◆ INSTRUCTIONS FOR THE TASK:
Copy out each line featuring the string "endpoints" from the entries beneath.

◆ INPUT FOR THIS TASK:

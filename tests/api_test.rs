//! Integration tests for API endpoints.
//!
//! These tests drive the real router over an in-memory SQLite store, so every
//! request goes through the extractor, the service and the repository.

#![cfg(feature = "sqlite")]

use std::sync::Arc;

use axum::{
    body::Body,
    http::{Request, StatusCode},
    Router,
};
use serde_json::{json, Value};
use tower::ServiceExt;

use user_crud::api::{create_router, AppState};
use user_crud::config::DatabaseOptions;
use user_crud::infra::Database;

// =============================================================================
// Helpers
// =============================================================================

async fn test_app() -> Router {
    let db = Database::connect(&DatabaseOptions::in_memory())
        .await
        .expect("in-memory database");
    create_router(AppState::from_database(Arc::new(db)))
}

async fn send(app: &Router, method: &str, uri: &str, body: Option<Value>) -> (StatusCode, Value) {
    let builder = Request::builder().method(method).uri(uri);
    let request = match body {
        Some(body) => builder
            .header("content-type", "application/json")
            .body(Body::from(body.to_string()))
            .unwrap(),
        None => builder.body(Body::empty()).unwrap(),
    };

    let response = app.clone().oneshot(request).await.unwrap();
    let status = response.status();
    let bytes = axum::body::to_bytes(response.into_body(), usize::MAX)
        .await
        .unwrap();
    let value = if bytes.is_empty() {
        Value::Null
    } else {
        serde_json::from_slice(&bytes).unwrap()
    };
    (status, value)
}

async fn send_raw(
    app: &Router,
    method: &str,
    uri: &str,
    content_type: &str,
    body: &'static str,
) -> (StatusCode, Value) {
    let request = Request::builder()
        .method(method)
        .uri(uri)
        .header("content-type", content_type)
        .body(Body::from(body))
        .unwrap();

    let response = app.clone().oneshot(request).await.unwrap();
    let status = response.status();
    let bytes = axum::body::to_bytes(response.into_body(), usize::MAX)
        .await
        .unwrap();
    (status, serde_json::from_slice(&bytes).unwrap())
}

// =============================================================================
// End-to-end scenario
// =============================================================================

#[tokio::test]
async fn test_user_lifecycle() {
    let app = test_app().await;

    let (status, body) = send(&app, "POST", "/api/users", Some(json!({"name": "Ryan", "age": 18}))).await;
    assert_eq!(status, StatusCode::OK);
    assert_eq!(body, json!({"name": "Ryan", "age": 18}));

    let (status, body) = send(&app, "GET", "/api/users", None).await;
    assert_eq!(status, StatusCode::OK);
    assert_eq!(body, json!([{"id": 1, "name": "Ryan", "age": 18}]));

    let (_, body) = send(&app, "GET", "/api/users/1", None).await;
    assert_eq!(body, json!({"id": 1, "name": "Ryan", "age": 18}));

    let (status, body) = send(&app, "PUT", "/api/users/1", Some(json!({"name": "Ryan+", "age": 20}))).await;
    assert_eq!(status, StatusCode::OK);
    assert_eq!(body, json!({"name": "Ryan+", "age": 20}));

    let (_, body) = send(&app, "GET", "/api/users/1", None).await;
    assert_eq!(body, json!({"id": 1, "name": "Ryan+", "age": 20}));

    let (status, body) = send(&app, "DELETE", "/api/users/1", None).await;
    assert_eq!(status, StatusCode::OK);
    assert_eq!(body, json!({}));

    let (status, body) = send(&app, "GET", "/api/users/1", None).await;
    assert_eq!(status, StatusCode::OK);
    assert_eq!(body, json!({}));
}

// =============================================================================
// Create / List
// =============================================================================

#[tokio::test]
async fn test_list_empty_store() {
    let app = test_app().await;

    let (status, body) = send(&app, "GET", "/api/users", None).await;
    assert_eq!(status, StatusCode::OK);
    assert_eq!(body, json!([]));
}

#[tokio::test]
async fn test_create_echoes_extra_fields() {
    let app = test_app().await;

    let submitted = json!({"name": "Ann", "age": 30, "email": "ann@example.com"});
    let (_, body) = send(&app, "POST", "/api/users", Some(submitted.clone())).await;
    assert_eq!(body, submitted);

    let (_, body) = send(&app, "GET", "/api/users", None).await;
    assert_eq!(body, json!([{"id": 1, "name": "Ann", "age": 30}]));
}

#[tokio::test]
async fn test_create_without_fields_stores_nulls() {
    let app = test_app().await;

    let (status, body) = send(&app, "POST", "/api/users", None).await;
    assert_eq!(status, StatusCode::OK);
    assert_eq!(body, json!({}));

    let (_, body) = send(&app, "GET", "/api/users/1", None).await;
    assert_eq!(body, json!({"id": 1, "name": null, "age": null}));
}

#[tokio::test]
async fn test_ids_are_never_reused() {
    let app = test_app().await;

    send(&app, "POST", "/api/users", Some(json!({"name": "a", "age": 1}))).await;
    send(&app, "POST", "/api/users", Some(json!({"name": "b", "age": 2}))).await;
    send(&app, "DELETE", "/api/users/2", None).await;
    send(&app, "POST", "/api/users", Some(json!({"name": "c", "age": 3}))).await;

    let (_, body) = send(&app, "GET", "/api/users", None).await;
    assert_eq!(
        body,
        json!([
            {"id": 1, "name": "a", "age": 1},
            {"id": 3, "name": "c", "age": 3}
        ])
    );
}

// =============================================================================
// Missing and malformed ids
// =============================================================================

#[tokio::test]
async fn test_update_missing_user_is_silent_noop() {
    let app = test_app().await;

    let submitted = json!({"name": "ghost", "age": 1});
    let (status, body) = send(&app, "PUT", "/api/users/42", Some(submitted.clone())).await;
    assert_eq!(status, StatusCode::OK);
    assert_eq!(body, submitted);

    let (_, body) = send(&app, "GET", "/api/users", None).await;
    assert_eq!(body, json!([]));
}

#[tokio::test]
async fn test_delete_missing_user_echoes_body() {
    let app = test_app().await;

    let (status, body) = send(&app, "DELETE", "/api/users/42", Some(json!({"why": "test"}))).await;
    assert_eq!(status, StatusCode::OK);
    assert_eq!(body, json!({"why": "test"}));
}

#[tokio::test]
async fn test_non_numeric_id_behaves_like_missing() {
    let app = test_app().await;
    send(&app, "POST", "/api/users", Some(json!({"name": "Ryan", "age": 18}))).await;

    let (status, body) = send(&app, "GET", "/api/users/abc", None).await;
    assert_eq!(status, StatusCode::OK);
    assert_eq!(body, json!({}));

    let (status, _) = send(&app, "PUT", "/api/users/abc", Some(json!({"name": "x"}))).await;
    assert_eq!(status, StatusCode::OK);
    let (status, _) = send(&app, "DELETE", "/api/users/abc", None).await;
    assert_eq!(status, StatusCode::OK);

    let (_, body) = send(&app, "GET", "/api/users", None).await;
    assert_eq!(body, json!([{"id": 1, "name": "Ryan", "age": 18}]));
}

// =============================================================================
// Body handling
// =============================================================================

#[tokio::test]
async fn test_update_overwrites_omitted_fields_with_null() {
    let app = test_app().await;
    send(&app, "POST", "/api/users", Some(json!({"name": "Ryan", "age": 18}))).await;

    send(&app, "PUT", "/api/users/1", Some(json!({"name": "Ryan"}))).await;

    let (_, body) = send(&app, "GET", "/api/users/1", None).await;
    assert_eq!(body, json!({"id": 1, "name": "Ryan", "age": null}));
}

#[tokio::test]
async fn test_loosely_typed_fields_are_coerced() {
    let app = test_app().await;

    let submitted = json!({"name": 42, "age": "19"});
    let (_, body) = send(&app, "POST", "/api/users", Some(submitted.clone())).await;
    assert_eq!(body, submitted);

    let (_, body) = send(&app, "GET", "/api/users/1", None).await;
    assert_eq!(body, json!({"id": 1, "name": "42", "age": 19}));
}

#[tokio::test]
async fn test_ages_beyond_32_bits_round_trip() {
    let app = test_app().await;

    let submitted = json!({"name": "Old", "age": 3_000_000_000i64});
    let (_, body) = send(&app, "POST", "/api/users", Some(submitted.clone())).await;
    assert_eq!(body, submitted);

    let (_, body) = send(&app, "GET", "/api/users/1", None).await;
    assert_eq!(body, json!({"id": 1, "name": "Old", "age": 3_000_000_000i64}));

    send(&app, "PUT", "/api/users/1", Some(json!({"name": "Older", "age": i64::MAX}))).await;
    let (_, body) = send(&app, "GET", "/api/users", None).await;
    assert_eq!(body, json!([{"id": 1, "name": "Older", "age": i64::MAX}]));

    let (status, body) = send(&app, "GET", "/api/users/99999999999", None).await;
    assert_eq!(status, StatusCode::OK);
    assert_eq!(body, json!({}));
}

#[tokio::test]
async fn test_boolean_fields_are_stored_as_integers() {
    let app = test_app().await;

    send(&app, "POST", "/api/users", Some(json!({"name": true, "age": false}))).await;

    let (_, body) = send(&app, "GET", "/api/users/1", None).await;
    assert_eq!(body, json!({"id": 1, "name": "1", "age": 0}));
}

#[tokio::test]
async fn test_non_json_content_type_is_read_as_empty_object() {
    let app = test_app().await;
    send(&app, "POST", "/api/users", Some(json!({"name": "Ryan", "age": 18}))).await;

    let (status, body) = send_raw(&app, "DELETE", "/api/users/1", "text/plain", "bye").await;
    assert_eq!(status, StatusCode::OK);
    assert_eq!(body, json!({}));

    let (status, body) = send_raw(
        &app,
        "POST",
        "/api/users",
        "text/plain",
        r#"{"name": "Ann", "age": 30}"#,
    )
    .await;
    assert_eq!(status, StatusCode::OK);
    assert_eq!(body, json!({}));

    let (_, body) = send(&app, "GET", "/api/users", None).await;
    assert_eq!(body, json!([{"id": 2, "name": null, "age": null}]));
}

#[tokio::test]
async fn test_malformed_json_is_rejected() {
    let app = test_app().await;

    let request = Request::builder()
        .method("POST")
        .uri("/api/users")
        .header("content-type", "application/json")
        .body(Body::from("{\"name\": "))
        .unwrap();
    let response = app.clone().oneshot(request).await.unwrap();
    assert_eq!(response.status(), StatusCode::BAD_REQUEST);

    let bytes = axum::body::to_bytes(response.into_body(), usize::MAX)
        .await
        .unwrap();
    let body: Value = serde_json::from_slice(&bytes).unwrap();
    assert_eq!(body["error"]["code"], "BAD_REQUEST");

    let (_, body) = send(&app, "GET", "/api/users", None).await;
    assert_eq!(body, json!([]));
}

// =============================================================================
// Ambient endpoints
// =============================================================================

#[tokio::test]
async fn test_root_banner() {
    let app = test_app().await;

    let response = app
        .clone()
        .oneshot(Request::builder().uri("/").body(Body::empty()).unwrap())
        .await
        .unwrap();
    assert_eq!(response.status(), StatusCode::OK);
}

#[tokio::test]
async fn test_store_failure_is_internal_error() {
    let db = Arc::new(
        Database::connect(&DatabaseOptions::in_memory())
            .await
            .expect("in-memory database"),
    );
    let app = create_router(AppState::from_database(Arc::clone(&db)));
    db.close().await.unwrap();

    let (status, body) = send(&app, "GET", "/api/users", None).await;
    assert_eq!(status, StatusCode::INTERNAL_SERVER_ERROR);
    assert_eq!(body["error"]["code"], "DATABASE_ERROR");
    assert_eq!(body["error"]["message"], "A database error occurred");

    let (status, body) = send(&app, "POST", "/api/users", Some(json!({"name": "x"}))).await;
    assert_eq!(status, StatusCode::INTERNAL_SERVER_ERROR);
    assert_eq!(body["error"]["code"], "DATABASE_ERROR");

    let (status, body) = send(&app, "GET", "/health", None).await;
    assert_eq!(status, StatusCode::SERVICE_UNAVAILABLE);
    assert_eq!(body["services"]["database"]["status"], "unhealthy");
}

#[tokio::test]
async fn test_health_reports_database() {
    let app = test_app().await;

    let (status, body) = send(&app, "GET", "/health", None).await;
    assert_eq!(status, StatusCode::OK);
    assert_eq!(body["status"], "healthy");
    assert_eq!(body["services"]["database"]["status"], "healthy");
}

#[tokio::test]
async fn test_openapi_document_lists_user_paths() {
    let app = test_app().await;

    let (status, body) = send(&app, "GET", "/api-docs/openapi.json", None).await;
    assert_eq!(status, StatusCode::OK);
    assert!(body["paths"]["/api/users"].is_object());
    assert!(body["paths"]["/api/users/{id}"].is_object());
}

◆ WRITTEN RESPONSE:
//! Integration tests for API endpoints.
// Ambient endpoints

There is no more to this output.